Pick out every line of the entries below where "last" occurs, and copy those lines.

(Beginning of LISTED ENTRIES)

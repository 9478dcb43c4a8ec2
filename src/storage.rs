// File: ./src/storage.rs
// Persists the record store as one JSON document and handles backups.
//
// On-disk layout (`production_app_v2.json`):
//   { "tasks": [...], "shipments": [...], "installations": [...], "daily_notes": {...} }
// Backups wrap the same document: { "version", "exportDate", "data" }.
use crate::context::AppContext;
use crate::model::{Installation, Shipment, Task};
use anyhow::{Context, Result};
use chrono::{DateTime, SecondsFormat, Utc};
use fs2::FileExt;
use serde::{Deserialize, Serialize};
use std::collections::{BTreeMap, HashMap};
use std::fs;
use std::path::{Path, PathBuf};
use std::sync::{Mutex, OnceLock};

pub const BACKUP_VERSION: &str = "2.9.0";
pub const INVALID_BACKUP: &str = "Неверный формат файла";

/// Everything the application stores.
#[derive(Debug, Clone, Default, PartialEq, Eq, Serialize, Deserialize)]
pub struct StoreData {
    #[serde(default)]
    pub tasks: Vec<Task>,
    #[serde(default)]
    pub shipments: Vec<Shipment>,
    #[serde(default)]
    pub installations: Vec<Installation>,
    /// ISO date (YYYY-MM-DD) -> note text, one per day.
    #[serde(default)]
    pub daily_notes: BTreeMap<String, String>,
}

#[derive(Debug, Clone, PartialEq, Eq, Serialize, Deserialize)]
pub struct Backup {
    pub version: String,
    #[serde(rename = "exportDate")]
    pub export_date: String,
    pub data: StoreData,
}

/// Tracks whether the last load of a given file succeeded.
/// Saves are refused after a failed load so unreadable data is never overwritten.
static LOAD_STATE_MAP: OnceLock<Mutex<HashMap<PathBuf, LoadState>>> = OnceLock::new();

#[derive(Debug, Clone, Copy, PartialEq, Eq)]
enum LoadState {
    Uninitialized,
    Success,
    Failed,
}

impl LoadState {
    fn get(path: &Path) -> LoadState {
        let map = LOAD_STATE_MAP.get_or_init(|| Mutex::new(HashMap::new()));
        match map.lock() {
            Ok(guard) => *guard.get(path).unwrap_or(&LoadState::Uninitialized),
            Err(poisoned) => *poisoned
                .into_inner()
                .get(path)
                .unwrap_or(&LoadState::Uninitialized),
        }
    }

    fn set(path: &Path, state: LoadState) {
        let map = LOAD_STATE_MAP.get_or_init(|| Mutex::new(HashMap::new()));
        let mut guard = match map.lock() {
            Ok(guard) => guard,
            Err(poisoned) => poisoned.into_inner(),
        };
        guard.insert(path.to_path_buf(), state);
    }
}

pub struct LocalStorage;

impl LocalStorage {
    fn get_lock_path(file_path: &Path) -> PathBuf {
        let mut lock_path = file_path.to_path_buf();
        if let Some(ext) = lock_path.extension() {
            let mut new_ext = ext.to_os_string();
            new_ext.push(".lock");
            lock_path.set_extension(new_ext);
        } else {
            lock_path.set_extension("lock");
        }
        lock_path
    }

    /// Runs `f` while holding an exclusive lock on a sidecar `.lock` file.
    pub fn with_lock<F, T>(file_path: &Path, f: F) -> Result<T>
    where
        F: FnOnce() -> Result<T>,
    {
        let lock_path = Self::get_lock_path(file_path);
        let file = fs::OpenOptions::new()
            .read(true)
            .write(true)
            .create(true)
            .truncate(false)
            .open(&lock_path)
            .with_context(|| format!("Failed to open lock file {:?}", lock_path))?;

        file.lock_exclusive()?;
        let result = f();
        file.unlock()?;
        result
    }

    /// Atomic write: Write to .tmp file then rename
    pub fn atomic_write<P: AsRef<Path>, C: AsRef<[u8]>>(path: P, contents: C) -> Result<()> {
        let path = path.as_ref();
        let tmp_path = path.with_extension("tmp");
        fs::write(&tmp_path, contents)?;
        fs::rename(tmp_path, path)?;
        Ok(())
    }

    /// Copies the pre-v2 store over when the current one does not exist yet.
    /// Shipments without a date are dropped; the legacy file is left in place.
    /// Returns true when a migration happened.
    pub fn migrate_legacy(ctx: &dyn AppContext) -> Result<bool> {
        let legacy = ctx.get_legacy_store_path()?;
        let current = ctx.get_store_path()?;
        if !legacy.exists() || current.exists() {
            return Ok(false);
        }

        log::info!("Migrating legacy store {:?}", legacy);
        let raw = fs::read_to_string(&legacy)
            .with_context(|| format!("Failed to read legacy store {:?}", legacy))?;
        let mut doc: serde_json::Value = match serde_json::from_str(&raw) {
            Ok(v) => v,
            Err(e) => {
                log::error!("Legacy store is not valid JSON, skipping migration: {}", e);
                return Ok(false);
            }
        };
        if !doc.is_object() {
            log::warn!("Legacy store is not an object, skipping migration");
            return Ok(false);
        }

        if let Some(shipments) = doc.get_mut("shipments").and_then(|s| s.as_array_mut()) {
            let before = shipments.len();
            shipments.retain(has_usable_date);
            log::info!("Kept {} of {} legacy shipments", shipments.len(), before);
        }

        Self::with_lock(&current, || {
            Self::atomic_write(&current, serde_json::to_string_pretty(&doc)?)
        })?;
        Ok(true)
    }

    /// Loads the store, running the legacy migration first. A missing file is an empty store.
    pub fn load(ctx: &dyn AppContext) -> Result<StoreData> {
        Self::migrate_legacy(ctx)?;
        let path = ctx.get_store_path()?;
        if !path.exists() {
            LoadState::set(&path, LoadState::Success);
            return Ok(StoreData::default());
        }

        let result = Self::with_lock(&path, || {
            let json = fs::read_to_string(&path)
                .with_context(|| format!("Failed to read store {:?}", path))?;
            let data: StoreData = serde_json::from_str(&json)
                .with_context(|| format!("Failed to parse store {:?}", path))?;
            Ok(data)
        });

        match &result {
            Ok(data) => {
                LoadState::set(&path, LoadState::Success);
                log::debug!(
                    "Loaded {} tasks, {} shipments, {} installations",
                    data.tasks.len(),
                    data.shipments.len(),
                    data.installations.len()
                );
            }
            Err(e) => {
                LoadState::set(&path, LoadState::Failed);
                log::error!("Store load failed: {:#}", e);
            }
        }
        result
    }

    /// Writes the whole store. Refused when the last load of this file failed.
    pub fn save(ctx: &dyn AppContext, data: &StoreData) -> Result<()> {
        let path = ctx.get_store_path()?;
        if LoadState::get(&path) == LoadState::Failed {
            anyhow::bail!(
                "Cannot save {:?}: previous load failed. This prevents overwriting data that couldn't be read.",
                path
            );
        }
        Self::write_store(&path, data)
    }

    /// Writes the store even after a failed load (explicit restore).
    pub fn force_save(ctx: &dyn AppContext, data: &StoreData) -> Result<()> {
        let path = ctx.get_store_path()?;
        Self::write_store(&path, data)?;
        LoadState::set(&path, LoadState::Success);
        Ok(())
    }

    fn write_store(path: &Path, data: &StoreData) -> Result<()> {
        Self::with_lock(path, || {
            let json = serde_json::to_string_pretty(data)?;
            Self::atomic_write(path, json)
                .with_context(|| format!("Failed to write store {:?}", path))
        })
    }

    /// Removes the legacy store so a cleared store is not re-populated by migration.
    pub fn remove_legacy(ctx: &dyn AppContext) -> Result<()> {
        let legacy = ctx.get_legacy_store_path()?;
        if legacy.exists() {
            fs::remove_file(&legacy)
                .with_context(|| format!("Failed to remove legacy store {:?}", legacy))?;
        }
        Ok(())
    }

    pub fn to_backup_json(data: &StoreData, now: DateTime<Utc>) -> Result<String> {
        let backup = Backup {
            version: BACKUP_VERSION.to_string(),
            export_date: now.to_rfc3339_opts(SecondsFormat::Millis, true),
            data: data.clone(),
        };
        Ok(serde_json::to_string_pretty(&backup)?)
    }

    /// Parses a backup file. The document must carry `data.tasks`.
    pub fn from_backup_json(json: &str) -> Result<Backup> {
        let value: serde_json::Value =
            serde_json::from_str(json).context("Backup is not valid JSON")?;
        let has_tasks = value
            .get("data")
            .and_then(|d| d.get("tasks"))
            .is_some_and(|t| !t.is_null());
        if !has_tasks {
            anyhow::bail!(INVALID_BACKUP);
        }

        let data: StoreData = serde_json::from_value(value["data"].clone())
            .with_context(|| INVALID_BACKUP.to_string())?;
        let text = |key: &str| {
            value
                .get(key)
                .and_then(|v| v.as_str())
                .unwrap_or_default()
                .to_string()
        };
        Ok(Backup {
            version: text("version"),
            export_date: text("exportDate"),
            data,
        })
    }

    /// Backup file name for a given day.
    pub fn backup_file_name(now: DateTime<Utc>) -> String {
        format!("operativka-backup-{}.json", now.format("%Y-%m-%d"))
    }
}

fn has_usable_date(shipment: &serde_json::Value) -> bool {
    match shipment.get("date") {
        Some(serde_json::Value::String(s)) => !s.is_empty() && s != "null",
        Some(serde_json::Value::Null) | None => false,
        Some(_) => true,
    }
}
// File: ./src/model/parser/assignee.rs
// Keyword table used to guess who a task belongs to when no one was named.
use serde::{Deserialize, Serialize};

#[derive(Debug, Clone, PartialEq, Eq, Serialize, Deserialize)]
pub struct AssigneeKeywords {
    pub name: String,
    pub keywords: Vec<String>,
}

/// Ordered person -> keywords table. Lookup is first-match-wins in table order,
/// so overlapping keywords ("тумб") resolve to whoever is listed first.
#[derive(Debug, Clone, PartialEq, Eq, Serialize, Deserialize)]
#[serde(transparent)]
pub struct AssigneeTable(Vec<AssigneeKeywords>);

const DEFAULT_TABLE: &[(&str, &[&str])] = &[
    ("Максим", &["прихожую", "разобра", "дособра"]),
    ("Владимир", &["кухн", "1812"]),
    ("Вова", &["фасад", "витрин", "двер", "профил"]),
    ("Денис", &["монтаж", "отгрузк", "новая рига"]),
    ("Шероз", &["гардероб", "шр"]),
    ("Антон", &["шкаф", "радиус", "кровать"]),
    ("Артем", &["откос", "лиственниц"]),
    ("Константин", &["библиотек", "столик", "тумб"]),
    ("Андрей", &["тв зон", "тумб"]),
];

impl Default for AssigneeTable {
    fn default() -> Self {
        Self(
            DEFAULT_TABLE
                .iter()
                .map(|(name, words)| AssigneeKeywords {
                    name: name.to_string(),
                    keywords: words.iter().map(|w| w.to_string()).collect(),
                })
                .collect(),
        )
    }
}

impl AssigneeTable {
    pub fn new(entries: Vec<AssigneeKeywords>) -> Self {
        Self(entries)
    }

    /// Returns the first person whose keyword occurs in `text`, or an empty string.
    pub fn guess(&self, text: &str) -> String {
        let lower = text.to_lowercase();
        self.0
            .iter()
            .find(|entry| {
                entry
                    .keywords
                    .iter()
                    .filter(|k| !k.is_empty())
                    .any(|k| lower.contains(&k.to_lowercase()))
            })
            .map(|entry| entry.name.clone())
            .unwrap_or_default()
    }
}

#[cfg(test)]
mod tests {
    use super::*;

    #[test]
    fn test_guess_is_case_insensitive() {
        let table = AssigneeTable::default();
        assert_eq!(table.guess("Собрать ШКАФ в спальню"), "Антон");
        assert_eq!(table.guess("Кухня 1812"), "Владимир");
        assert_eq!(table.guess("купить хлеб"), "");
    }

    #[test]
    fn test_overlap_first_listed_wins() {
        let table = AssigneeTable::default();
        assert_eq!(table.guess("тумба под тв зону"), "Константин");
    }

    #[test]
    fn test_empty_keywords_never_match() {
        let table = AssigneeTable::new(vec![AssigneeKeywords {
            name: "Никто".to_string(),
            keywords: vec![String::new()],
        }]);
        assert_eq!(table.guess("что угодно"), "");
    }
}
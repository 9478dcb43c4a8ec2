// File: ./src/model/parser/date.rs
// Resolves Russian date phrases ("5 ноября", "6-7 ноября", "в пятницу") to calendar dates.
use chrono::{Datelike, Duration, NaiveDate, NaiveDateTime, NaiveTime, Weekday};
use once_cell::sync::Lazy;
use regex::Regex;

static DAY_AND_MONTH: Lazy<Regex> =
    Lazy::new(|| Regex::new(r"(?i)(\d+)(?:\s+или\s+\d+)?(?:-\d+)?\s+([а-яё]+)").unwrap());

// Order matters: the first stem contained in the fragment wins.
const MONTH_STEMS: &[(&str, u32)] = &[
    ("январ", 1),
    ("феврал", 2),
    ("март", 3),
    ("мар", 3),
    ("апрел", 4),
    ("май", 5),
    ("мая", 5),
    ("июн", 6),
    ("июл", 7),
    ("август", 8),
    ("сентябр", 9),
    ("октябр", 10),
    ("ноябр", 11),
    ("декабр", 12),
];

const WEEKDAY_WORDS: &[(&str, Weekday)] = &[
    ("понедельник", Weekday::Mon),
    ("вторник", Weekday::Tue),
    ("среда", Weekday::Wed),
    ("среду", Weekday::Wed),
    ("четверг", Weekday::Thu),
    ("пятница", Weekday::Fri),
    ("пятницу", Weekday::Fri),
    ("суббота", Weekday::Sat),
    ("субботу", Weekday::Sat),
    ("воскресенье", Weekday::Sun),
];

/// Resolves `text` relative to the reference moment `now`.
///
/// Day + month phrases land in the reference year, or the next one when midnight of
/// that day is already behind `now`. Weekday words resolve to the next occurrence
/// strictly after the reference day.
pub fn resolve_date(text: &str, now: NaiveDateTime) -> Option<NaiveDate> {
    let text = text.trim();
    if text.is_empty() {
        return None;
    }

    if let Some(caps) = DAY_AND_MONTH.captures(text)
        && let Some(month) = month_from_fragment(&caps[2])
    {
        let day = caps[1].parse::<u32>().ok()?;
        return resolve_day_month(day, month, now);
    }

    let lower = text.to_lowercase();
    WEEKDAY_WORDS
        .iter()
        .find(|(word, _)| lower.contains(word))
        .and_then(|(_, target)| next_weekday(now.date(), *target))
}

/// Month number for a (possibly inflected) month name.
pub fn month_from_fragment(fragment: &str) -> Option<u32> {
    let lower = fragment.to_lowercase();
    MONTH_STEMS
        .iter()
        .find(|(stem, _)| lower.contains(stem))
        .map(|(_, month)| *month)
}

fn resolve_day_month(day: u32, month: u32, now: NaiveDateTime) -> Option<NaiveDate> {
    let candidate = NaiveDate::from_ymd_opt(now.year(), month, day)?;
    if candidate.and_time(NaiveTime::MIN) < now {
        NaiveDate::from_ymd_opt(now.year() + 1, month, day)
    } else {
        Some(candidate)
    }
}

fn next_weekday(from: NaiveDate, target: Weekday) -> Option<NaiveDate> {
    let mut d = from + Duration::days(1);
    while d.weekday() != target {
        d += Duration::days(1);
    }
    Some(d)
}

(End of LISTED ENTRIES)

- _ANSWER BELOW_
/// Tracks whether the last load of a given file succeeded.
    /// Writes the whole store. Refused when the last load of this file failed.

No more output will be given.